▼

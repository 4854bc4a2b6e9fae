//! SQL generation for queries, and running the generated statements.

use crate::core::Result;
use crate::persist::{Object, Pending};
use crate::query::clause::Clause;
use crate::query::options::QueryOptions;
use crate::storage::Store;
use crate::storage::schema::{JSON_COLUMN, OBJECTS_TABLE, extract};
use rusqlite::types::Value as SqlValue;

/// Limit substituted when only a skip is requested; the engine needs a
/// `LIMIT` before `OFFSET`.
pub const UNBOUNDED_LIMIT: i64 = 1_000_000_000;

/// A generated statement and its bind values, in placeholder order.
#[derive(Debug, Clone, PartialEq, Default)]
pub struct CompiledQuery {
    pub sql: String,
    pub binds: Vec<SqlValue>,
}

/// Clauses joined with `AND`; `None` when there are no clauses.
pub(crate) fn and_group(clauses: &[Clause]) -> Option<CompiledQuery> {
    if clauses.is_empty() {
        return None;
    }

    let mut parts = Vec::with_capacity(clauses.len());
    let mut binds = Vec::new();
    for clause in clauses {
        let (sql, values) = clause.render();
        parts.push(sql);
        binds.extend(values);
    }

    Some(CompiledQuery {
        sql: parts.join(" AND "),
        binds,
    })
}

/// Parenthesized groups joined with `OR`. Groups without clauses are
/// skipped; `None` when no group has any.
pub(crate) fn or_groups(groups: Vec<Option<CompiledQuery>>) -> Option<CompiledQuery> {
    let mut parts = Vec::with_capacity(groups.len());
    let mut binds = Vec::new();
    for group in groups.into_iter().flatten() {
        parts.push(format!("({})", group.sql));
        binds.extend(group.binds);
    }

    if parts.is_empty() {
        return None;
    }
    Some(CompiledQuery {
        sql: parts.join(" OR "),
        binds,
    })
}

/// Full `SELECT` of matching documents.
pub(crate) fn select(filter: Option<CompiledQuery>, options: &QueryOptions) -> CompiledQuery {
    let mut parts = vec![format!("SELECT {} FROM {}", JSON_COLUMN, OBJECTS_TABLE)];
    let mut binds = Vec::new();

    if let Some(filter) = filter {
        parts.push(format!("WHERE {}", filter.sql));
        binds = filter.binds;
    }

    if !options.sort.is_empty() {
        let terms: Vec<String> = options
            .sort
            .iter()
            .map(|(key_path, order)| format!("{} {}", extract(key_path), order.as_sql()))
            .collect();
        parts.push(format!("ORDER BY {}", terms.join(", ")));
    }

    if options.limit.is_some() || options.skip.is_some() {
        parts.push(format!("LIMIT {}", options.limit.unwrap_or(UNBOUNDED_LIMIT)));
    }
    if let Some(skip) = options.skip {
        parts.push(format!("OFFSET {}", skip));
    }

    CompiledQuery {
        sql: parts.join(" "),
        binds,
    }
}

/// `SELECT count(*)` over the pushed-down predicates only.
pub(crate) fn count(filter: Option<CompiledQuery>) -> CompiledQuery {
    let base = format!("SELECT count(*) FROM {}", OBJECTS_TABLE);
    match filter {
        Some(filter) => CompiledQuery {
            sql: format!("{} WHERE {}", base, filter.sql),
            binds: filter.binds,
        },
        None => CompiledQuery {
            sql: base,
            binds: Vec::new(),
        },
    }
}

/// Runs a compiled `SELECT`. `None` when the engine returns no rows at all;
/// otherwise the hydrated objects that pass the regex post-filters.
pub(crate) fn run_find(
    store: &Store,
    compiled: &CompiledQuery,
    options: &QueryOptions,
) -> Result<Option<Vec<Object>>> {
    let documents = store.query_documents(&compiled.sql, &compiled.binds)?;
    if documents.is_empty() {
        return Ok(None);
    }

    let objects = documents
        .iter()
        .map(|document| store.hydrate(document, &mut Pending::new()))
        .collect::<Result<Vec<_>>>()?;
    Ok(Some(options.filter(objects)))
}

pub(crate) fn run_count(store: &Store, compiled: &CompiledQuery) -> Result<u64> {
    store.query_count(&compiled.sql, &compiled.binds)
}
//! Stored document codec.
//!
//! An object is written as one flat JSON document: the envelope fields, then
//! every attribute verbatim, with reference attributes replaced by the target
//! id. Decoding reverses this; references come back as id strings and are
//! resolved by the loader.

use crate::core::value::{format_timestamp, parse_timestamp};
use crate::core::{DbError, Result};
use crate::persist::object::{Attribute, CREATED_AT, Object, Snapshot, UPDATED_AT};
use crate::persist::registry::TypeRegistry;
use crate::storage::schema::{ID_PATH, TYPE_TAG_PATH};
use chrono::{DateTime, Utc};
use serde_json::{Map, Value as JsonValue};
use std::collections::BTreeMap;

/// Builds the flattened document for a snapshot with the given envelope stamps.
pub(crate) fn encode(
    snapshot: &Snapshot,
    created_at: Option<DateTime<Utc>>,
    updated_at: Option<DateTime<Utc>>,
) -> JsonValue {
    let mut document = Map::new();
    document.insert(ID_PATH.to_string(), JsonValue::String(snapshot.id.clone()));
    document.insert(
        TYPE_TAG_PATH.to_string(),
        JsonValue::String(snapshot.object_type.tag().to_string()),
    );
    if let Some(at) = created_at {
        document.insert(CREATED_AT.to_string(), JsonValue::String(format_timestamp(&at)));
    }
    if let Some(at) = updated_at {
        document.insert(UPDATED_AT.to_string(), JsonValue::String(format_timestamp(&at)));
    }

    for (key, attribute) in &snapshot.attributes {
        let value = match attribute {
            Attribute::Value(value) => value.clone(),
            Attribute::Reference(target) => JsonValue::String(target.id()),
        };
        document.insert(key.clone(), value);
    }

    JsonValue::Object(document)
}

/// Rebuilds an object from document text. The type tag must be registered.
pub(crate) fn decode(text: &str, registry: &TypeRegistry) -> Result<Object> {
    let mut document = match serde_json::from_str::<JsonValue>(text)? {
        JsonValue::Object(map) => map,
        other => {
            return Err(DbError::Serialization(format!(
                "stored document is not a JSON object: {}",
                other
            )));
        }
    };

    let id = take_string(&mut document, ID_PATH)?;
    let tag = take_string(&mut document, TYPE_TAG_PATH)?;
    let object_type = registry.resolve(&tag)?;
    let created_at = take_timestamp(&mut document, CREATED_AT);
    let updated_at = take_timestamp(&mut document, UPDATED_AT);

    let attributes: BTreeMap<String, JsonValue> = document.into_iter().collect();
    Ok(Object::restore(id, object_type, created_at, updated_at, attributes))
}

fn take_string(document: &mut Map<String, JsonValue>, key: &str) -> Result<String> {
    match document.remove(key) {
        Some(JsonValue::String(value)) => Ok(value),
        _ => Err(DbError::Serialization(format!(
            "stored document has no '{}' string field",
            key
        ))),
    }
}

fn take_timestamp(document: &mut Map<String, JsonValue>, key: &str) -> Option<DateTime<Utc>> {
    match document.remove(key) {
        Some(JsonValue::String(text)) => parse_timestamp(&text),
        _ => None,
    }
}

▲

**Exercise prompt**
A word-for-word repeat of the full data is needed.

**Response to this task**
repository 4854bc4a2b6e9fae
//! SQL generation for queries, and running the generated statements.

use crate::core::Result;
use crate::persist::{Object, Pending};
use crate::query::clause::Clause;
use crate::query::options::QueryOptions;
use crate::storage::Store;
use crate::storage::schema::{JSON_COLUMN, OBJECTS_TABLE, extract};
use rusqlite::types::Value as SqlValue;

/// Limit substituted when only a skip is requested; the engine needs a
/// `LIMIT` before `OFFSET`.
pub const UNBOUNDED_LIMIT: i64 = 1_000_000_000;

/// A generated statement and its bind values, in placeholder order.
#[derive(Debug, Clone, PartialEq, Default)]
pub struct CompiledQuery {
    pub sql: String,
    pub binds: Vec<SqlValue>,
}

/// Clauses joined with `AND`; `None` when there are no clauses.
pub(crate) fn and_group(clauses: &[Clause]) -> Option<CompiledQuery> {
    if clauses.is_empty() {
        return None;
    }

    let mut parts = Vec::with_capacity(clauses.len());
    let mut binds = Vec::new();
    for clause in clauses {
        let (sql, values) = clause.render();
        parts.push(sql);
        binds.extend(values);
    }

    Some(CompiledQuery {
        sql: parts.join(" AND "),
        binds,
    })
}

/// Parenthesized groups joined with `OR`. Groups without clauses are
/// skipped; `None` when no group has any.
pub(crate) fn or_groups(groups: Vec<Option<CompiledQuery>>) -> Option<CompiledQuery> {
    let mut parts = Vec::with_capacity(groups.len());
    let mut binds = Vec::new();
    for group in groups.into_iter().flatten() {
        parts.push(format!("({})", group.sql));
        binds.extend(group.binds);
    }

    if parts.is_empty() {
        return None;
    }
    Some(CompiledQuery {
        sql: parts.join(" OR "),
        binds,
    })
}

/// Full `SELECT` of matching documents.
pub(crate) fn select(filter: Option<CompiledQuery>, options: &QueryOptions) -> CompiledQuery {
    let mut parts = vec![format!("SELECT {} FROM {}", JSON_COLUMN, OBJECTS_TABLE)];
    let mut binds = Vec::new();

    if let Some(filter) = filter {
        parts.push(format!("WHERE {}", filter.sql));
        binds = filter.binds;
    }

    if !options.sort.is_empty() {
        let terms: Vec<String> = options
            .sort
            .iter()
            .map(|(key_path, order)| format!("{} {}", extract(key_path), order.as_sql()))
            .collect();
        parts.push(format!("ORDER BY {}", terms.join(", ")));
    }

    if options.limit.is_some() || options.skip.is_some() {
        parts.push(format!("LIMIT {}", options.limit.unwrap_or(UNBOUNDED_LIMIT)));
    }
    if let Some(skip) = options.skip {
        parts.push(format!("OFFSET {}", skip));
    }

    CompiledQuery {
        sql: parts.join(" "),
        binds,
    }
}

/// `SELECT count(*)` over the pushed-down predicates only.
pub(crate) fn count(filter: Option<CompiledQuery>) -> CompiledQuery {
    let base = format!("SELECT count(*) FROM {}", OBJECTS_TABLE);
    match filter {
        Some(filter) => CompiledQuery {
            sql: format!("{} WHERE {}", base, filter.sql),
            binds: filter.binds,
        },
        None => CompiledQuery {
            sql: base,
            binds: Vec::new(),
        },
    }
}

/// Runs a compiled `SELECT`. `None` when the engine returns no rows at all;
/// otherwise the hydrated objects that pass the regex post-filters.
pub(crate) fn run_find(
    store: &Store,
    compiled: &CompiledQuery,
    options: &QueryOptions,
) -> Result<Option<Vec<Object>>> {
    let documents = store.query_documents(&compiled.sql, &compiled.binds)?;
    if documents.is_empty() {
        return Ok(None);
    }

    let objects = documents
        .iter()
        .map(|document| store.hydrate(document, &mut Pending::new()))
        .collect::<Result<Vec<_>>>()?;
    Ok(Some(options.filter(objects)))
}

pub(crate) fn run_count(store: &Store, compiled: &CompiledQuery) -> Result<u64> {
    store.query_count(&compiled.sql, &compiled.binds)
}
//! Stored document codec.
//!
//! An object is written as one flat JSON document: the envelope fields, then
//! every attribute verbatim, with reference attributes replaced by the target
//! id. Decoding reverses this; references come back as id strings and are
//! resolved by the loader.

use crate::core::value::{format_timestamp, parse_timestamp};
use crate::core::{DbError, Result};
use crate::persist::object::{Attribute, CREATED_AT, Object, Snapshot, UPDATED_AT};
use crate::persist::registry::TypeRegistry;
use crate::storage::schema::{ID_PATH, TYPE_TAG_PATH};
use chrono::{DateTime, Utc};
use serde_json::{Map, Value as JsonValue};
use std::collections::BTreeMap;

/// Builds the flattened document for a snapshot with the given envelope stamps.
pub(crate) fn encode(
    snapshot: &Snapshot,
    created_at: Option<DateTime<Utc>>,
    updated_at: Option<DateTime<Utc>>,
) -> JsonValue {
    let mut document = Map::new();
    document.insert(ID_PATH.to_string(), JsonValue::String(snapshot.id.clone()));
    document.insert(
        TYPE_TAG_PATH.to_string(),
        JsonValue::String(snapshot.object_type.tag().to_string()),
    );
    if let Some(at) = created_at {
        document.insert(CREATED_AT.to_string(), JsonValue::String(format_timestamp(&at)));
    }
    if let Some(at) = updated_at {
        document.insert(UPDATED_AT.to_string(), JsonValue::String(format_timestamp(&at)));
    }

    for (key, attribute) in &snapshot.attributes {
        let value = match attribute {
            Attribute::Value(value) => value.clone(),
            Attribute::Reference(target) => JsonValue::String(target.id()),
        };
        document.insert(key.clone(), value);
    }

    JsonValue::Object(document)
}

/// Rebuilds an object from document text. The type tag must be registered.
pub(crate) fn decode(text: &str, registry: &TypeRegistry) -> Result<Object> {
    let mut document = match serde_json::from_str::<JsonValue>(text)? {
        JsonValue::Object(map) => map,
        other => {
            return Err(DbError::Serialization(format!(
                "stored document is not a JSON object: {}",
                other
            )));
        }
    };

    let id = take_string(&mut document, ID_PATH)?;
    let tag = take_string(&mut document, TYPE_TAG_PATH)?;
    let object_type = registry.resolve(&tag)?;
    let created_at = take_timestamp(&mut document, CREATED_AT);
    let updated_at = take_timestamp(&mut document, UPDATED_AT);

    let attributes: BTreeMap<String, JsonValue> = document.into_iter().collect();
    Ok(Object::restore(id, object_type, created_at, updated_at, attributes))
}

fn take_string(document: &mut Map<String, JsonValue>, key: &str) -> Result<String> {
    match document.remove(key) {
        Some(JsonValue::String(value)) => Ok(value),
        _ => Err(DbError::Serialization(format!(
            "stored document has no '{}' string field",
            key
        ))),
    }
}

fn take_timestamp(document: &mut Map<String, JsonValue>, key: &str) -> Option<DateTime<Utc>> {
    match document.remove(key) {
        Some(JsonValue::String(text)) => parse_timestamp(&text),
        _ => None,
    }
}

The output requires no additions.